Ja, 2019 erschien die Fortsetzung „Maleficent: Mächte der Finsternis“, in der die Geschichte von Maleficent und Aurora weitererzählt wird. Der Film setzt die Themen des ersten Teils fort und erweitert die Feenwelt um neue Charaktere und Konflikte.
Wo kann ich „Maleficent – Die dunkle Fee“ streamen?
„Maleficent – Die dunkle Fee“ ist ab heute Abend auf [Streaming-Plattform] verfügbar. Es ist auch möglich, den Film digital zu kaufen oder zu leihen, beispielsweise bei Amazon Prime Video oder iTunes.

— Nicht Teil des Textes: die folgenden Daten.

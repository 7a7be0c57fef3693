//! Form domain layer
//!
//! Field values, validators, the onboarding wizards and the auth/contact
//! forms. Nothing here touches the terminal or the store.

mod farmer;
mod field;
mod form_state;
mod manufacturer;
pub mod options;
mod validators;
mod wizard;

pub use farmer::FarmerWizard;
pub use field::{FieldValue, FormField, InputFilter};
pub use form_state::{AuthForm, AuthMode, ContactForm, Form, WizardState};
pub use manufacturer::ManufacturerWizard;
pub use validators::*;
pub use wizard::{Wizard, WizardForm, STEPS};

Fazit: Ein düster-schönes Märchenerlebnis
„Maleficent – Die dunkle Fee“ ist mehr als nur eine weitere Disney-Realverfilmung. Der Film ist eine fantasievolle und visuell beeindruckende Neuinterpretation eines klassischen Märchens, die mit einer grandiosen Angelina Jolie in der Hauptrolle überzeugt. Wer eine düstere und erwachsenere Interpretation von Dornröschen sucht, sollte sich diesen Film nicht entgehen lassen.